# [PROMPT]
The entries below should be transcribed in their entirety, exactly as written.

··· GIVEN DATA ···

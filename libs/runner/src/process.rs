//! Runners and the processes that host them.
//!
//! A [`Runner`] is a unit of work that becomes ready once and then runs until
//! it exits on its own or is told to stop through its [`Signals`]. Handing a
//! runner to [`Process::background`] spawns it on the tokio runtime and
//! returns a cloneable handle that can await readiness or exit and deliver
//! signals.

use std::future::Future;
use std::sync::Arc;

use async_trait::async_trait;
use tokio::sync::{mpsc, watch};
use tracing::debug;

use crate::error::RunError;
use crate::signal::Signal;

/// Result of a finished process. Shared between every handle that waits on it.
pub type Outcome = Result<(), Arc<RunError>>;

/// Behaviour hosted by a [`Process`].
#[async_trait]
pub trait Runner: Send + 'static {
    /// Name used in logs and errors.
    fn name(&self) -> &str;

    /// Run until exit. Call `ready.signal()` once startup has completed.
    async fn run(self: Box<Self>, signals: Signals, ready: Ready) -> Result<(), RunError>;
}

#[derive(Debug, Clone)]
enum State {
    Starting,
    Ready,
    Exited { outcome: Outcome, was_ready: bool },
}

/// Incoming signals for a runner.
pub struct Signals {
    rx: mpsc::UnboundedReceiver<Signal>,
}

impl Signals {
    /// Wait for the next signal.
    ///
    /// Never resolves once every process handle has been dropped.
    pub async fn recv(&mut self) -> Signal {
        match self.rx.recv().await {
            Some(signal) => signal,
            None => std::future::pending().await,
        }
    }

    /// Take a pending signal without waiting.
    pub fn try_recv(&mut self) -> Option<Signal> {
        self.rx.try_recv().ok()
    }
}

/// One-shot readiness notifier handed to a runner.
pub struct Ready {
    state: Arc<watch::Sender<State>>,
}

impl Ready {
    /// Mark the process as ready.
    pub fn signal(self) {
        self.state.send_if_modified(|state| {
            if matches!(state, State::Starting) {
                *state = State::Ready;
                true
            } else {
                false
            }
        });
    }
}

/// Handle to a runner executing in the background.
#[derive(Clone)]
pub struct Process {
    name: Arc<str>,
    signals: mpsc::UnboundedSender<Signal>,
    state: watch::Receiver<State>,
}

impl std::fmt::Debug for Process {
    fn fmt(&self, f: &mut std::fmt::Formatter<'_>) -> std::fmt::Result {
        f.debug_struct("Process")
            .field("name", &self.name)
            .field("state", &*self.state.borrow())
            .finish()
    }
}

impl Process {
    /// Start a runner in the background under its own name.
    pub fn background(runner: Box<dyn Runner>) -> Self {
        let name: Arc<str> = Arc::from(runner.name());
        Self::spawn(name, runner)
    }

    /// Start a runner in the background under a different name.
    pub fn named(name: impl Into<String>, runner: Box<dyn Runner>) -> Self {
        let name: String = name.into();
        Self::spawn(Arc::from(name), runner)
    }

    fn spawn(name: Arc<str>, runner: Box<dyn Runner>) -> Self {
        let (signal_tx, signal_rx) = mpsc::unbounded_channel();
        let (state_tx, state_rx) = watch::channel(State::Starting);
        let state_tx = Arc::new(state_tx);

        let signals = Signals { rx: signal_rx };
        let ready = Ready {
            state: Arc::clone(&state_tx),
        };

        let run = tokio::spawn(runner.run(signals, ready));
        let task_name = Arc::clone(&name);

        tokio::spawn(async move {
            let outcome = match run.await {
                Ok(result) => result.map_err(Arc::new),
                Err(join_err) => Err(Arc::new(RunError::Panicked {
                    name: task_name.to_string(),
                    detail: join_err.to_string(),
                })),
            };

            match &outcome {
                Ok(()) => debug!(process = %task_name, "process exited"),
                Err(e) => debug!(process = %task_name, error = %e, "process exited with error"),
            }

            state_tx.send_modify(move |state| {
                let was_ready = matches!(state, State::Ready);
                *state = State::Exited { outcome, was_ready };
            });
        });

        Self {
            name,
            signals: signal_tx,
            state: state_rx,
        }
    }

    /// Process name.
    pub fn name(&self) -> &str {
        &self.name
    }

    /// Deliver a signal. Signals to exited processes are dropped.
    pub fn signal(&self, signal: Signal) {
        let _ = self.signals.send(signal);
    }

    /// Wait until the process is ready.
    ///
    /// Fails if the process exits without ever becoming ready.
    pub async fn ready(&self) -> Result<(), RunError> {
        let mut state = self.state.clone();
        let observed = match state.wait_for(|s| !matches!(s, State::Starting)).await {
            Ok(observed) => observed.clone(),
            Err(_) => {
                return Err(RunError::Panicked {
                    name: self.name.to_string(),
                    detail: "process task vanished".to_string(),
                })
            }
        };

        match observed {
            State::Ready | State::Exited { was_ready: true, .. } => Ok(()),
            State::Exited { outcome, .. } => Err(RunError::ExitedBeforeReady {
                name: self.name.to_string(),
                cause: match outcome {
                    Ok(()) => "exited cleanly".to_string(),
                    Err(e) => e.to_string(),
                },
            }),
            State::Starting => Err(RunError::failed(format!(
                "{}: readiness wait returned while starting",
                self.name
            ))),
        }
    }

    /// Wait until the process exits.
    pub async fn wait(&self) -> Outcome {
        let mut state = self.state.clone();
        let result = state
            .wait_for(|s| matches!(s, State::Exited { .. }))
            .await
            .map(|observed| observed.clone());

        match result {
            Ok(State::Exited { outcome, .. }) => outcome,
            _ => Err(Arc::new(RunError::Panicked {
                name: self.name.to_string(),
                detail: "process task vanished".to_string(),
            })),
        }
    }

    /// Whether the process has become ready (and possibly exited since).
    pub fn is_ready(&self) -> bool {
        matches!(
            *self.state.borrow(),
            State::Ready | State::Exited { was_ready: true, .. }
        )
    }

    /// Whether the process has exited.
    pub fn has_exited(&self) -> bool {
        matches!(*self.state.borrow(), State::Exited { .. })
    }

    /// Outcome of the process if it has exited.
    pub fn outcome(&self) -> Option<Outcome> {
        match &*self.state.borrow() {
            State::Exited { outcome, .. } => Some(outcome.clone()),
            _ => None,
        }
    }
}

/// Runner backed by an async closure.
pub struct FnRunner<F> {
    name: String,
    f: F,
}

impl<F, Fut> FnRunner<F>
where
    F: FnOnce(Signals, Ready) -> Fut + Send + 'static,
    Fut: Future<Output = Result<(), RunError>> + Send + 'static,
{
    pub fn new(name: impl Into<String>, f: F) -> Self {
        Self {
            name: name.into(),
            f,
        }
    }

    /// Box the runner for use with [`Process::background`].
    pub fn boxed(self) -> Box<dyn Runner> {
        Box::new(self)
    }
}

#[async_trait]
impl<F, Fut> Runner for FnRunner<F>
where
    F: FnOnce(Signals, Ready) -> Fut + Send + 'static,
    Fut: Future<Output = Result<(), RunError>> + Send + 'static,
{
    fn name(&self) -> &str {
        &self.name
    }

    async fn run(self: Box<Self>, signals: Signals, ready: Ready) -> Result<(), RunError> {
        (self.f)(signals, ready).await
    }
}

···

# [EXERCISE RESPONSE]
filename libs/runner/src/process.rs
//! Runners and the processes that host them.
//!
//! A [`Runner`] is a unit of work that becomes ready once and then runs until
//! it exits on its own or is told to stop through its [`Signals`]. Handing a
//! runner to [`Process::background`] spawns it on the tokio runtime and
//! returns a cloneable handle that can await readiness or exit and deliver
//! signals.

use std::future::Future;
use std::sync::Arc;

use async_trait::async_trait;
use tokio::sync::{mpsc, watch};
use tracing::debug;

use crate::error::RunError;
use crate::signal::Signal;

/// Result of a finished process. Shared between every handle that waits on it.
pub type Outcome = Result<(), Arc<RunError>>;

/// Behaviour hosted by a [`Process`].
#[async_trait]
pub trait Runner: Send + 'static {
    /// Name used in logs and errors.
    fn name(&self) -> &str;

    /// Run until exit. Call `ready.signal()` once startup has completed.
    async fn run(self: Box<Self>, signals: Signals, ready: Ready) -> Result<(), RunError>;
}

#[derive(Debug, Clone)]
enum State {
    Starting,
    Ready,
    Exited { outcome: Outcome, was_ready: bool },
}

/// Incoming signals for a runner.
pub struct Signals {
    rx: mpsc::UnboundedReceiver<Signal>,
}

impl Signals {
    /// Wait for the next signal.
    ///
    /// Never resolves once every process handle has been dropped.
    pub async fn recv(&mut self) -> Signal {
        match self.rx.recv().await {
            Some(signal) => signal,
            None => std::future::pending().await,
        }
    }

    /// Take a pending signal without waiting.
    pub fn try_recv(&mut self) -> Option<Signal> {
        self.rx.try_recv().ok()
    }
}

/// One-shot readiness notifier handed to a runner.
pub struct Ready {
    state: Arc<watch::Sender<State>>,
}

impl Ready {
    /// Mark the process as ready.
    pub fn signal(self) {
        self.state.send_if_modified(|state| {
            if matches!(state, State::Starting) {
                *state = State::Ready;
                true
            } else {
                false
            }
        });
    }
}

/// Handle to a runner executing in the background.
#[derive(Clone)]
pub struct Process {
    name: Arc<str>,
    signals: mpsc::UnboundedSender<Signal>,
    state: watch::Receiver<State>,
}

impl std::fmt::Debug for Process {
    fn fmt(&self, f: &mut std::fmt::Formatter<'_>) -> std::fmt::Result {
        f.debug_struct("Process")
            .field("name", &self.name)
            .field("state", &*self.state.borrow())
            .finish()
    }
}

impl Process {
    /// Start a runner in the background under its own name.
    pub fn background(runner: Box<dyn Runner>) -> Self {
        let name: Arc<str> = Arc::from(runner.name());
        Self::spawn(name, runner)
    }

    /// Start a runner in the background under a different name.
    pub fn named(name: impl Into<String>, runner: Box<dyn Runner>) -> Self {
        let name: String = name.into();
        Self::spawn(Arc::from(name), runner)
    }

    fn spawn(name: Arc<str>, runner: Box<dyn Runner>) -> Self {
        let (signal_tx, signal_rx) = mpsc::unbounded_channel();
        let (state_tx, state_rx) = watch::channel(State::Starting);
        let state_tx = Arc::new(state_tx);

        let signals = Signals { rx: signal_rx };
        let ready = Ready {
            state: Arc::clone(&state_tx),
        };

        let run = tokio::spawn(runner.run(signals, ready));
        let task_name = Arc::clone(&name);

        tokio::spawn(async move {
            let outcome = match run.await {
                Ok(result) => result.map_err(Arc::new),
                Err(join_err) => Err(Arc::new(RunError::Panicked {
                    name: task_name.to_string(),
                    detail: join_err.to_string(),
                })),
            };

            match &outcome {
                Ok(()) => debug!(process = %task_name, "process exited"),
                Err(e) => debug!(process = %task_name, error = %e, "process exited with error"),
            }

            state_tx.send_modify(move |state| {
                let was_ready = matches!(state, State::Ready);
                *state = State::Exited { outcome, was_ready };
            });
        });

        Self {
            name,
            signals: signal_tx,
            state: state_rx,
        }
    }

    /// Process name.
    pub fn name(&self) -> &str {
        &self.name
    }

    /// Deliver a signal. Signals to exited processes are dropped.
    pub fn signal(&self, signal: Signal) {
        let _ = self.signals.send(signal);
    }

    /// Wait until the process is ready.
    ///
    /// Fails if the process exits without ever becoming ready.
    pub async fn ready(&self) -> Result<(), RunError> {
        let mut state = self.state.clone();
        let observed = match state.wait_for(|s| !matches!(s, State::Starting)).await {
            Ok(observed) => observed.clone(),
            Err(_) => {
                return Err(RunError::Panicked {
                    name: self.name.to_string(),
                    detail: "process task vanished".to_string(),
                })
            }
        };

        match observed {
            State::Ready | State::Exited { was_ready: true, .. } => Ok(()),
            State::Exited { outcome, .. } => Err(RunError::ExitedBeforeReady {
                name: self.name.to_string(),
                cause: match outcome {
                    Ok(()) => "exited cleanly".to_string(),
                    Err(e) => e.to_string(),
                },
            }),
            State::Starting => Err(RunError::failed(format!(
                "{}: readiness wait returned while starting",
                self.name
            ))),
        }
    }

    /// Wait until the process exits.
    pub async fn wait(&self) -> Outcome {
        let mut state = self.state.clone();
        let result = state
            .wait_for(|s| matches!(s, State::Exited { .. }))
            .await
            .map(|observed| observed.clone());

        match result {
            Ok(State::Exited { outcome, .. }) => outcome,
            _ => Err(Arc::new(RunError::Panicked {
                name: self.name.to_string(),
                detail: "process task vanished".to_string(),
            })),
        }
    }

    /// Whether the process has become ready (and possibly exited since).
    pub fn is_ready(&self) -> bool {
        matches!(
            *self.state.borrow(),
            State::Ready | State::Exited { was_ready: true, .. }
        )
    }

    /// Whether the process has exited.
    pub fn has_exited(&self) -> bool {
        matches!(*self.state.borrow(), State::Exited { .. })
    }

    /// Outcome of the process if it has exited.
    pub fn outcome(&self) -> Option<Outcome> {
        match &*self.state.borrow() {
            State::Exited { outcome, .. } => Some(outcome.clone()),
            _ => None,
        }
    }
}

/// Runner backed by an async closure.
pub struct FnRunner<F> {
    name: String,
    f: F,
}

impl<F, Fut> FnRunner<F>
where
    F: FnOnce(Signals, Ready) -> Fut + Send + 'static,
    Fut: Future<Output = Result<(), RunError>> + Send + 'static,
{
    pub fn new(name: impl Into<String>, f: F) -> Self {
        Self {
            name: name.into(),
            f,
        }
    }

    /// Box the runner for use with [`Process::background`].
    pub fn boxed(self) -> Box<dyn Runner> {
        Box::new(self)
    }
}

#[async_trait]
impl<F, Fut> Runner for FnRunner<F>
where
    F: FnOnce(Signals, Ready) -> Fut + Send + 'static,
    Fut: Future<Output = Result<(), RunError>> + Send + 'static,
{
    fn name(&self) -> &str {
        &self.name
    }

    async fn run(self: Box<Self>, signals: Signals, ready: Ready) -> Result<(), RunError> {
        (self.f)(signals, ready).await
    }
}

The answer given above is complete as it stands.